Its effectiveness and accessibility to people of all athletic abilities make it fertile ground for such a spectrum of people to come and try a sport/martial art that they never would have considered otherwise.

At the End of the Day…

After your first practice, try to review the technique that you learned. Don’t let it slip away…

What were the steps?

What was the purpose of the technique?

What position did you start/finish with?

A little bit of review and reflection will greatly improve your ability to retain and recall what you’ve learned. Especially when practicing with a resisting opponent (in other words; when it matters).

You are going to be sore in places that you didn’t know existed. It’s normal, you’ll be fine.
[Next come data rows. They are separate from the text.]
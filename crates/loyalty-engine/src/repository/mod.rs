//! 仓储层
//!
//! 账本与奖品目录的抽象接口及内存实现

mod ledger_store;
mod reward_catalog;
mod traits;

pub use ledger_store::InMemoryLedgerStore;
pub use reward_catalog::InMemoryRewardCatalog;
pub use traits::{LedgerStore, RewardCatalog};

#[cfg(test)]
pub use traits::{MockLedgerStore, MockRewardCatalog};
//! 积分过期处理 Worker
//!
//! 定期驱动引擎清零已到期的积分批次，并回收空闲的锁条目

use std::future::Future;
use std::sync::Arc;
use std::time::Duration;

use loyalty_shared::observability::metrics;
use tracing::{error, info};

use crate::error::Result;
use crate::repository::{LedgerStore, RewardCatalog};
use crate::service::{ExpireReport, LedgerEngine};

/// 过期处理 Worker
///
/// 以固定间隔轮询，单轮出错只记录日志，不中断循环
pub struct ExpireWorker<S, C> {
    engine: Arc<LedgerEngine<S, C>>,
    /// 轮询间隔（默认 300 秒）
    poll_interval: Duration,
}

impl<S, C> ExpireWorker<S, C>
where
    S: LedgerStore,
    C: RewardCatalog,
{
    pub fn new(engine: Arc<LedgerEngine<S, C>>, poll_interval: Duration) -> Self {
        Self {
            engine,
            poll_interval,
        }
    }

    /// 使用默认间隔创建 ExpireWorker
    pub fn with_defaults(engine: Arc<LedgerEngine<S, C>>) -> Self {
        Self::new(engine, Duration::from_secs(300))
    }

    /// 执行一轮过期处理
    pub async fn run_once(&self) -> Result<ExpireReport> {
        let report = self.engine.expire_points().await;
        self.engine.locks().prune();
        metrics::set_worker_last_run("expire_worker");
        report
    }

    /// 主循环：持续处理直到 `shutdown` 完成
    pub async fn run_until<F>(&self, shutdown: F)
    where
        F: Future<Output = ()>,
    {
        info!(poll_interval = ?self.poll_interval, "ExpireWorker 已启动");
        tokio::pin!(shutdown);

        loop {
            if let Err(e) = self.run_once().await {
                error!(error = %e, "处理积分过期出错");
            }

            tokio::select! {
                _ = &mut shutdown => break,
                _ = tokio::time::sleep(self.poll_interval) => {}
            }
        }

        info!("ExpireWorker 已停止");
    }
}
As I mentioned before; BJJ places some pretty unique demands on the body. The upside to this is that you’ll develop some pretty unique physical abilities.

 And at the end of the day, if you decide that Jiu-jitsu isn’t for you right now, nothing is lost. It’s just one day out of the ordinary. You’ve crossed one more thing off of the list and you now know yourself a little bit better. That one class is more grappling experience than the vast majority of people will ever have. Good for you (I’m serious).

I’m not going to tell you to “stick with it” or offer some trite, motivational quotes. I hope you have a great experience; I hope the Instructor is receptive to your needs as a new student. I hope the other students are welcoming and that there is an environment that is conducive to your development.

More importantly, I hope that this decision trends you towards trying things that are out of your comfort zone and frankly a little bit scary. You’ll discover parts of yourself that you didn’t know were there. And that’s pretty cool.

Good for you.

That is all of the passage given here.